Профессорский обход больных событие обыденное, но  персонал, да и больные тоже, слегка мобилизуются и все стараются достойно соответствовать. Во многом степень замирания зависит от репутации профессора. Все, кто знал Аду Львовну, испытывали к ней чувство доверительного уважения, несмотря на ее строгость и принципиальность. Это была естественная реакция на ее аристократическую  деликатность по отношению ко всем, и к персоналу, и к пациентам.

Она решительным быстрым шагом проходила по коридору и осторожно, старясь не делать много шуму, входила в палаты, где лежали больные. За ней кучно небольшой стайкой следовали студенты, рядом уверенно шагала лечащий врач  отделения Елена Владимировна.

В двухместном боксе находились двое мужчин. Группа подошла к одному из них, Елена Владимировна доложила: «Палеев Валерий Федорович, сорок семь лет, поступил ночью по скорой с острым приступом  холецистита, приступ купирован». Далее она коротко сообщила о предполагаемом плане лечения.  Ада Львовна неестественно удивленно посмотрела на больного и спросила: «Какие обстоятельства предшествовали приступу?». Палеев слегка замялся с ответом, лечащий врач помогла наводящим вопросом: «Вы что-то съели или выпили перед тем, как наступила острая боль?». Палеев уныло ответил: «Да ничего особенного, шашлык свиной пивом запивал.
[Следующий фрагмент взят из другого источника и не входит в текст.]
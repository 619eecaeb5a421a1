//! Coordinator settings

use crate::agents::{AgentSettings, DEFAULT_HISTORY_LIMIT};
use crate::gateway::StageSettings;
use serde::{Deserialize, Serialize};

/// Per-stage sampling options and agent memory size
#[derive(Debug, Clone, Copy, PartialEq, Serialize, Deserialize)]
pub struct CoordinatorConfig {
    /// Agent reasoning steps
    pub agent: StageSettings,
    /// Peer validation
    pub validation: StageSettings,
    /// Cognitive load analysis
    pub analyzer: StageSettings,
    /// Agent selection
    pub selector: StageSettings,
    /// Synthesis
    pub synthesis: StageSettings,
    /// Remembered exchanges per agent
    pub history_limit: usize,
}

impl Default for CoordinatorConfig {
    fn default() -> Self {
        Self {
            agent: StageSettings::new(0.8, 800),
            validation: StageSettings::new(0.6, 500),
            analyzer: StageSettings::new(0.3, 400),
            selector: StageSettings::new(0.35, 400),
            synthesis: StageSettings::new(0.8, 1500),
            history_limit: DEFAULT_HISTORY_LIMIT,
        }
    }
}

impl CoordinatorConfig {
    /// Settings handed to every agent
    #[must_use]
    pub fn agent_settings(&self) -> AgentSettings {
        AgentSettings {
            reasoning: self.agent,
            validation: self.validation,
            history_limit: self.history_limit,
        }
    }
}
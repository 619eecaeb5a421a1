use std::time::Duration;

/// Daemon address used when neither config nor environment names one
pub const DEFAULT_BASE_URL: &str = "http://localhost:11434";

/// Model asked for when a request leaves `model` empty
pub const DEFAULT_MODEL: &str = "llama3";

const DEFAULT_TIMEOUT: Duration = Duration::from_secs(120);

/// Where the daemon lives and which model the council runs on
#[derive(Debug, Clone)]
pub struct OllamaConfig {
    /// Root URL of the daemon, without a trailing slash
    pub base_url: String,
    /// Model tag passed to `/api/chat`
    pub default_model: String,
    /// Whole-request HTTP timeout
    pub timeout: Duration,
}

impl Default for OllamaConfig {
    fn default() -> Self {
        Self {
            base_url: DEFAULT_BASE_URL.to_string(),
            default_model: DEFAULT_MODEL.to_string(),
            timeout: DEFAULT_TIMEOUT,
        }
    }
}

impl OllamaConfig {
    /// Defaults overridden by `OLLAMA_BASE_URL` (or `OLLAMA_HOST`) and
    /// `OLLAMA_MODEL` when set
    pub fn from_env() -> Self {
        let mut config = Self::default();
        if let Ok(host) = std::env::var("OLLAMA_BASE_URL").or_else(|_| std::env::var("OLLAMA_HOST")) {
            config = config.with_base_url(host);
        }
        if let Ok(model) = std::env::var("OLLAMA_MODEL") {
            config = config.with_model(model);
        }
        config
    }

    /// Point at another daemon
    #[must_use]
    pub fn with_base_url(mut self, url: impl Into<String>) -> Self {
        self.base_url = url.into().trim_end_matches('/').to_string();
        self
    }

    /// Run on another model
    #[must_use]
    pub fn with_model(mut self, model: impl Into<String>) -> Self {
        self.default_model = model.into();
        self
    }

    /// Change the HTTP timeout
    #[must_use]
    pub fn with_timeout(mut self, timeout: Duration) -> Self {
        self.timeout = timeout;
        self
    }

    pub(super) fn endpoint(&self, path: &str) -> String {
        format!("{}/api/{path}", self.base_url)
    }
}
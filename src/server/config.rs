//! Server configuration types
//!
//! Mirrors `config/default.toml`. Every section is required there, so the
//! embedded defaults always deserialize.

use serde::{Deserialize, Serialize};
use std::time::Duration;
use wisdomarc_core::{CoordinatorConfig, GatewayConfig, RetryConfig};

/// Application configuration
#[derive(Debug, Clone, Default, Serialize, Deserialize)]
pub struct AppConfig {
    pub server: ServerConfig,
    pub llm: LlmConfig,
    #[serde(default)]
    pub gateway: GatewaySettings,
    #[serde(default)]
    pub coordinator: CoordinatorConfig,
}

/// HTTP listener
#[derive(Debug, Clone, Serialize, Deserialize)]
pub struct ServerConfig {
    pub host: String,
    pub port: u16,
}

impl Default for ServerConfig {
    fn default() -> Self {
        Self {
            host: "127.0.0.1".to_string(),
            port: 8000,
        }
    }
}

/// Model backend selection
#[derive(Debug, Clone, Serialize, Deserialize)]
pub struct LlmConfig {
    /// `ollama` or `mock`
    pub provider: String,
    /// Overrides `OLLAMA_HOST` when set
    #[serde(default)]
    pub base_url: Option<String>,
    /// Overrides `OLLAMA_MODEL` when set
    #[serde(default)]
    pub model: Option<String>,
    /// HTTP client timeout
    #[serde(default = "default_timeout_secs")]
    pub timeout_secs: u64,
}

impl Default for LlmConfig {
    fn default() -> Self {
        Self {
            provider: "ollama".to_string(),
            base_url: None,
            model: None,
            timeout_secs: default_timeout_secs(),
        }
    }
}

/// Per-call limits applied by the model gateway
#[derive(Debug, Clone, Serialize, Deserialize)]
pub struct GatewaySettings {
    #[serde(default = "default_timeout_secs")]
    pub call_timeout_secs: u64,
    #[serde(default = "default_max_attempts")]
    pub max_attempts: u32,
}

impl Default for GatewaySettings {
    fn default() -> Self {
        Self {
            call_timeout_secs: default_timeout_secs(),
            max_attempts: default_max_attempts(),
        }
    }
}

impl GatewaySettings {
    /// Gateway config for the resolved model
    pub fn to_gateway_config(&self, model: Option<&str>) -> GatewayConfig {
        let config = GatewayConfig::new()
            .with_call_timeout(Duration::from_secs(self.call_timeout_secs))
            .with_retry(RetryConfig::new().with_max_attempts(self.max_attempts));
        match model {
            Some(model) => config.with_model(model),
            None => config,
        }
    }
}

fn default_timeout_secs() -> u64 {
    120
}

fn default_max_attempts() -> u32 {
    1
}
И всё, больше ничего». Ада Львовна, повернувшись вполоборота к студентам и указывая пальцем на большой живот Палеева, строго сказала: «Типичная ситуация, когда невоздержанность в количестве переходит в плачевное качество». Далее она произнесла проникновенную по смыслу и страстную по форме речь: «Как это можно допустить, чтобы современный грамотный человек во вред себе не хотел ни знать, ни понимать, как  устроен его собственный организм. Вот, например, ни один простой любитель не зальет в свой автомобиль, черт его знает, какой бензин. Хотя, что есть автомобиль по большому счету? Это просто ящик с железяками. А организм человека  уникален и сложен, нуждается в особом внимании, тем более, что к нему нет запасных частей и не все функции можно восстановить ремонтом.  Это последствия крайнего легкомыслия». Больные изумленно притихли, студенты тоже. Закончив речь, Ада Львовна строго посмотрела на всех, включая и Палеева, и студентов, и даже Елену Владимировну. Развернулась и вышла из палаты. За ней последовала вся делегация.
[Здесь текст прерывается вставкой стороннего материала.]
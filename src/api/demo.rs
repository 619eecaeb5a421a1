//! Sample queries showing which personas each kind of question draws in

use axum::{routing::get, Json, Router};
use serde::Serialize;

/// One sample query and the council it is expected to convene
#[derive(Debug, Serialize)]
pub struct SampleQuery {
    pub theme: &'static str,
    pub query: &'static str,
    pub expected_agents: &'static [&'static str],
    pub reasoning_focus: &'static str,
}

/// Response of `GET /reasoning-demo`
#[derive(Debug, Serialize)]
pub struct DemoResponse {
    pub message: &'static str,
    pub sample_queries: &'static [SampleQuery],
}

pub const SAMPLE_QUERIES: &[SampleQuery] = &[
    SampleQuery {
        theme: "existential",
        query: "I feel lost and don't know what direction my life should take",
        expected_agents: &["socrates", "aristotle", "marcus"],
        reasoning_focus: "Self-discovery, virtue, practical action",
    },
    SampleQuery {
        theme: "anxiety_management",
        query: "I'm overwhelmed by things I can't control and feel anxious all the time",
        expected_agents: &["marcus", "laotzu"],
        reasoning_focus: "Dichotomy of control and acceptance",
    },
    SampleQuery {
        theme: "decision_complexity",
        query: "I have a difficult choice to make and keep going back and forth",
        expected_agents: &["aristotle", "socrates", "laotzu"],
        reasoning_focus: "Systematic analysis and examined assumptions",
    },
    SampleQuery {
        theme: "relationship_conflict",
        query: "I'm having ongoing conflicts with someone important to me",
        expected_agents: &["laotzu", "aristotle", "marcus"],
        reasoning_focus: "Harmony and virtue ethics",
    },
];

async fn reasoning_demo() -> Json<DemoResponse> {
    Json(DemoResponse {
        message: "WisdomArc reasoning demonstration",
        sample_queries: SAMPLE_QUERIES,
    })
}

/// Create the demo route
pub fn demo_routes() -> Router {
    Router::new().route("/reasoning-demo", get(reasoning_demo))
}
//! Persona definition

use serde::{Deserialize, Serialize};

/// Cognitive mode an insight (or persona) leans on
#[derive(Debug, Clone, Copy, PartialEq, Eq, Hash, Serialize, Deserialize)]
#[serde(rename_all = "snake_case")]
pub enum ReasoningType {
    /// Step-by-step, explicit reasoning
    Analytical,
    /// Pattern- and metaphor-driven reasoning
    Intuitive,
    /// Moves between the two
    Bridging,
}

impl ReasoningType {
    /// Wire label
    #[must_use]
    pub const fn as_str(self) -> &'static str {
        match self {
            Self::Analytical => "analytical",
            Self::Intuitive => "intuitive",
            Self::Bridging => "bridging",
        }
    }

    /// Parse a model-provided label, case-insensitively.
    #[must_use]
    pub fn parse(label: &str) -> Option<Self> {
        match label.trim().to_lowercase().as_str() {
            "analytical" | "analytic" => Some(Self::Analytical),
            "intuitive" => Some(Self::Intuitive),
            "bridging" | "bridge" => Some(Self::Bridging),
            _ => None,
        }
    }
}

impl std::fmt::Display for ReasoningType {
    fn fmt(&self, f: &mut std::fmt::Formatter<'_>) -> std::fmt::Result {
        f.write_str(self.as_str())
    }
}

/// An immutable philosophical persona
#[derive(Debug, Clone, PartialEq, Eq, Serialize)]
pub struct Persona {
    /// Registry key (`socrates`, `marcus`, `laotzu`, `aristotle`)
    pub key: &'static str,
    /// Display name
    pub name: &'static str,
    /// Role title
    pub title: &'static str,
    /// Ordered core principles
    pub core_principles: &'static [&'static str],
    /// Default reasoning mode
    pub reasoning_style: ReasoningType,
    /// Persona system prompt
    #[serde(skip)]
    pub system_prompt: &'static str,
    /// What the persona is best suited for; shown to the selector
    pub best_for: &'static str,
}

impl Persona {
    /// Principles as a numbered list for prompts
    #[must_use]
    pub fn principles_block(&self) -> String {
        self.core_principles
            .iter()
            .enumerate()
            .map(|(i, p)| format!("{}. {}", i + 1, p))
            .collect::<Vec<_>>()
            .join("\n")
    }
}
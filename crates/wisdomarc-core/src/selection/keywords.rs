//! Keyword fallback selection

use super::types::{AgentSelection, CollaborationPattern, QueryAnalysis, SelectionSource};
use super::MAX_AGENTS;

/// Persona keys and the phrases that point to them, in scan order
const KEYWORDS: &[(&str, &[&str])] = &[
    (
        "marcus",
        &["anxious", "anxiety", "stress", "worry", "control", "overwhelm", "fear", "pressure"],
    ),
    (
        "socrates",
        &["confused", "unclear", "don't understand", "what is", "why", "meaning", "define"],
    ),
    (
        "laotzu",
        &["stuck", "forcing", "force", "struggle", "balance", "flow", "resist"],
    ),
    (
        "aristotle",
        &["decision", "decide", "choice", "analyze", "analysis", "plan", "systematic", "habit"],
    ),
];

/// Agents used to pad short keyword matches
const PADDING: [&str; 2] = ["socrates", "marcus"];

/// Deterministic selection from keywords in the query.
///
/// Matches are collected in scan order, padded to two agents and capped at
/// three. The pattern is always parallel.
#[must_use]
pub fn keyword_selection(query: &str) -> AgentSelection {
    let lowered = query.to_lowercase();

    let mut selected: Vec<String> = KEYWORDS
        .iter()
        .filter(|(_, words)| words.iter().any(|w| lowered.contains(w)))
        .map(|(key, _)| key.to_string())
        .collect();

    for pad in PADDING {
        if selected.len() >= 2 {
            break;
        }
        if !selected.iter().any(|k| k == pad) {
            selected.push(pad.to_string());
        }
    }
    selected.truncate(MAX_AGENTS);

    AgentSelection {
        primary_agent: selected[0].clone(),
        selected_agents: selected,
        collaboration_pattern: CollaborationPattern::Parallel,
        reasoning_depth: "moderate".to_string(),
        selection_rationale: "Keyword-based fallback selection".to_string(),
        expected_synergies: vec!["Complementary perspectives on the same concern".to_string()],
        query_analysis: Some(QueryAnalysis::default()),
        source: SelectionSource::Fallback,
    }
}
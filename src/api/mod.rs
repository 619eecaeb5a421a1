//! Web API module for WisdomArc
//!
//! Provides REST API endpoints for:
//! - Wisdom requests (`POST /ask`) and the service banner (`GET /`)
//! - Persona and collaboration pattern listing
//! - Sample queries (`GET /reasoning-demo`)
//! - Health checks

pub mod agents;
pub mod demo;
pub mod error;
pub mod health;
pub mod wisdom;

use axum::{Extension, Router};
use tower_http::{cors::CorsLayer, trace::TraceLayer};
use wisdomarc_core::WisdomCoordinator;

pub use agents::agents_routes;
pub use demo::demo_routes;
pub use error::ApiError;
pub use health::health_routes;
pub use wisdom::wisdom_routes;

/// Create the full application router: REST endpoints plus WebSocket routes
pub fn app_router(coordinator: WisdomCoordinator) -> Router {
    Router::new()
        .merge(wisdom_routes())
        .merge(agents_routes())
        .merge(demo_routes())
        .merge(health_routes())
        .merge(crate::websocket::websocket_router())
        .layer(Extension(coordinator))
        .layer(TraceLayer::new_for_http())
        .layer(CorsLayer::permissive())
}

#[cfg(test)]
mod tests;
Продолжение обхода прошло штатно, но Ада Львовна чувствовала себя преступницей. «Ну, зачем я так, - думала она, - больной человек, а я так бессовестно, да еще при всех. Если честно, то этически это поступок непрофессионала. Что на меня нашло, чтобы так не контролировать себя? Ужасно нехорошо получилось». До конца обхода она не могла отвлечься от досадной оплошности с Палеевым. Когда студенты были отпущены на другие занятия, Ада Львовна подошла к лечащему врачу и сказала: «Леночка, там, в третьем боксе, лежит больной Палеев Валерий Федорович, который сегодня поступил. Я прошу Вас с ним повнимательнее, это моя личная просьба. Я знаю, знаю, что Вы и так чудесный врач, но мне будет спокойнее, если я попрошу Вас о дополнительном внимании. Если какие-то сложности, то сразу ко мне без церемоний».  Елена заверила, что сделает всё возможное, и обе разошлись по своим делам.

Ада Львовна пришла в свой кабинет и, глядя на живописную аллею, почувствовала необъяснимую легкость, как будто долго носила на себе тяжелый камень и, наконец, его выбросила. То ли с души, то ли из-за пазухи.